Thank Friday it's Lunchtime - La Gavroche, Manosque

This week was cold - no way were we going to sit out in the sun for lunch!  We went to Manosque for our weekly date with Provençal cuisine and installed ourselves at Le Gavroche, just outside of the Old Town section.  Le Gavroche means "The Newspaper Boy," so perhaps someone sold papers in front of this spot for many years?  It's clearly a very popular lunchtime choice, and was quite busy, filling up completely about ten minutes after we arrived.

The À la Carte choices were expensive enough, so we both opted for the Plat du Jour at €9.00, mostly because it was Daube de Boeuf, which we hadn't had for ages.

Daube de Boeuf is a rich, hearty beef stew, made with marinated cubes of beef and usually left to sit overnight to allow the flavours to develop.  The version served in Le Gavroche was very rich and tasty, with plenty of big, tender chunks of beef, but it was a little lacking in vegetable matter - I've seen it made with plenty of carrot, onion, celery and black olives for added flavour.

Traditionally it's served with Camargue rice, and I think it would be good with mashed potato too, but it was served with pasta here.  I think I was a little unlucky - some bits of the pasta on my plate were hard, as if they had dried out while being kept warm.  The LSH said his was fine - I wondered if they had almost run out of pasta and had to cook extra, leaving me with the stuff that had been sitting there.  It was also a little slow to arrive, which would give some weight to that theory.
This restaurant had Café Gourmand on the dessert menu.  Café Gourmand is a recent discovery of ours.  You get a cup of coffee - one of those tiny, strong French coffees - sitting on a wide plate which has several mini desserts on it, so you get your coffee and you get to sample a few different desserts.  It varies from restaurant to restaurant, but we both felt the need for something sugary - our Sweet Tooth still needs to be pandered to after the excesses of Christmas!
So what are all these little bits and pieces on the plate?

Starting from the left, we have a mini Macaron, which was excellent, although it probably came out of a packet.  Next to that was...um... two marshmallow sweets, one pink, one white, threaded through a skewer.  Eh? Someone is taking Artistic License a little far here, I think! To the right of that is a tiny pot of Creme Caramel, (which was lovely) and next to that we have the cup of coffee (black).  Moving on from the coffee is a big blob of chantilly cream with a bit of syrup dribbled over it, and to the right of that, at the back of the plate, is a very tiny muffin, which definitely came out of a packet.  The large pink mass in the foreground on the right is Candy Floss - as if there wasn't already enough sugar on the plate!

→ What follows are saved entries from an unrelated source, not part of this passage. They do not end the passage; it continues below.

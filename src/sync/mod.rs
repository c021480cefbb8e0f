//! Async synchronization primitives
//!
//! Command execution is serialized through a single fair lock so that
//! concurrent requests never touch the same working directory at once.

pub mod mutex;


pub use mutex::{FifoMutex, FifoMutexGuard, LockError, LockTicket};
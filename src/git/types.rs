//! Git record types

use serde::{Deserialize, Serialize};
use std::cmp::Ordering;
use std::fmt;

/// Kind of a named pointer to a commit.
#[derive(Debug, Clone, Copy, PartialEq, Eq, Hash, Serialize, Deserialize)]
#[serde(rename_all = "lowercase")]
pub enum RefType {
    Branch,
    Remote,
    Tag,
    Stash,
    Commit,
    Other,
}

impl RefType {
    /// Sort key: branch < remote < tag < stash < commit < other.
    pub fn order(self) -> u32 {
        match self {
            RefType::Branch => 1,
            RefType::Remote => 2,
            RefType::Tag => 3,
            RefType::Stash => 4,
            RefType::Commit => 5,
            RefType::Other => UNRESOLVED_ORDER,
        }
    }

    pub fn as_str(self) -> &'static str {
        match self {
            RefType::Branch => "branch",
            RefType::Remote => "remote",
            RefType::Tag => "tag",
            RefType::Stash => "stash",
            RefType::Commit => "commit",
            RefType::Other => "other",
        }
    }
}

/// Sort key given to anything that could not be classified.
pub const UNRESOLVED_ORDER: u32 = 999;

impl fmt::Display for RefType {
    fn fmt(&self, f: &mut fmt::Formatter<'_>) -> fmt::Result {
        f.write_str(self.as_str())
    }
}

#[derive(Debug, Clone, PartialEq, Eq, Serialize, Deserialize)]
pub struct GitRef {
    pub hash: String,
    /// Short display name, e.g. `main` or `origin/main`
    pub name: String,
    #[serde(rename = "type")]
    pub ref_type: RefType,
    /// Owning remote for remote-tracking branches
    #[serde(default, skip_serializing_if = "Option::is_none")]
    pub remote: Option<String>,
    /// Whether `HEAD` points here
    #[serde(default)]
    pub current: bool,
    pub fullname: String,
    pub order: u32,
}

impl GitRef {
    /// Canonical order: sort key, then name.
    pub fn canonical_cmp(&self, other: &Self) -> Ordering {
        self.order
            .cmp(&other.order)
            .then_with(|| self.name.cmp(&other.name))
    }
}

/// One commit from `git log`.
#[derive(Debug, Clone, PartialEq, Eq, Serialize, Deserialize)]
pub struct GitLog {
    pub hash: String,
    /// Empty for root commits
    pub parents: Vec<String>,
    /// Sorted with [`GitRef::canonical_cmp`]
    pub refs: Vec<GitRef>,
    /// ISO-8601 author date; empty when git printed none
    pub date: String,
    pub author: String,
    pub subject: String,
}

impl GitLog {
    pub fn is_merge(&self) -> bool {
        self.parents.len() > 1
    }

    pub fn short_hash(&self) -> &str {
        self.hash.get(..7).unwrap_or(&self.hash)
    }
}

/// Selection flags for [`crate::git::GitReader::log`].
#[derive(Debug, Clone, PartialEq, Eq, Serialize, Deserialize)]
#[serde(rename_all = "camelCase")]
pub struct LogOptions {
    #[serde(default)]
    pub max_count: Option<u32>,
    #[serde(default)]
    pub skip: Option<u32>,
    #[serde(default)]
    pub all: bool,
    #[serde(default)]
    pub branches: bool,
    #[serde(default)]
    pub tags: bool,
    #[serde(default)]
    pub remotes: bool,
    #[serde(default)]
    pub simplify: bool,
}

impl Default for LogOptions {
    /// Every ref, simplified to decorated commits.
    fn default() -> Self {
        Self {
            max_count: None,
            skip: None,
            all: true,
            branches: false,
            tags: false,
            remotes: false,
            simplify: true,
        }
    }
}

impl LogOptions {
    /// Options with every flag off.
    pub fn none() -> Self {
        Self {
            all: false,
            simplify: false,
            ..Self::default()
        }
    }

    /// Arguments for `git log`, flags in a fixed order.
    pub fn to_args(&self) -> Vec<String> {
        let mut args: Vec<String> = [
            "log",
            "--no-color",
            "--decorate=full",
            "--pretty=%H|%P|%D|%aI|%an|%s",
        ]
        .into_iter()
        .map(String::from)
        .collect();

        if let Some(count) = self.max_count.filter(|&n| n > 0) {
            args.push("-n".to_string());
            args.push(count.to_string());
        }
        if let Some(skip) = self.skip.filter(|&n| n > 0) {
            args.push(format!("--skip={skip}"));
        }
        if self.all {
            args.push("--all".to_string());
        }
        if self.branches {
            args.push("--branches".to_string());
        }
        if self.tags {
            args.push("--tags".to_string());
        }
        if self.remotes {
            args.push("--remotes".to_string());
        }
        if self.simplify {
            args.push("--simplify-by-decoration".to_string());
        }
        args
    }
}

#[cfg(test)]
mod tests {
    use super::*;

    #[test]
    fn test_default_log_args() {
        assert_eq!(
            LogOptions::default().to_args(),
            vec![
                "log",
                "--no-color",
                "--decorate=full",
                "--pretty=%H|%P|%D|%aI|%an|%s",
                "--all",
                "--simplify-by-decoration",
            ]
        );
    }

    #[test]
    fn test_log_args_follow_fixed_order() {
        let options = LogOptions {
            max_count: Some(50),
            skip: Some(100),
            all: false,
            branches: true,
            tags: true,
            remotes: true,
            simplify: false,
        };
        assert_eq!(
            &options.to_args()[4..],
            ["-n", "50", "--skip=100", "--branches", "--tags", "--remotes"]
        );
    }

    #[test]
    fn test_zero_count_and_skip_are_omitted() {
        let options = LogOptions {
            max_count: Some(0),
            skip: Some(0),
            ..LogOptions::none()
        };
        assert_eq!(options.to_args().len(), 4);
    }

    #[test]
    fn test_ref_type_serializes_lowercase() {
        assert_eq!(serde_json::to_string(&RefType::Remote).unwrap(), "\"remote\"");
        assert_eq!(RefType::Stash.to_string(), "stash");
        assert!(RefType::Stash.order() < RefType::Commit.order());
        assert!(RefType::Commit.order() < RefType::Other.order());
    }

    #[test]
    fn test_short_hash() {
        let log = GitLog {
            hash: "0123456789abcdef".to_string(),
            parents: vec!["a".to_string(), "b".to_string()],
            refs: Vec::new(),
            date: String::new(),
            author: String::new(),
            subject: String::new(),
        };
        assert_eq!(log.short_hash(), "0123456");
        assert!(log.is_merge());
    }
}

This was the strangest Café Gourmand I've had to date, but to be honest I absolutely love candy floss and hadn't had it for years... it worked for me, although I could have lived without the marshmallow sweets!

Sweet Tooth very much satisfied, we finished up and paid.

Total cost for the meal was €14.50 each - a little expensive, I think, given that the food did not quite come up to standard.


Ratings :

Food – 
Service – ✮✮
Ambiance – ✮✮✮
Value – ✮✮

7 comments:

  1. I do enjoy reading about your lunch outings.

    Having moved here from NYC and worked in the restaurant industry for many years, the cuisine in the hinterlands is usually lacking, both in quality and access - restaurants only serving seasonally. One exception is fresh out of the water seafood.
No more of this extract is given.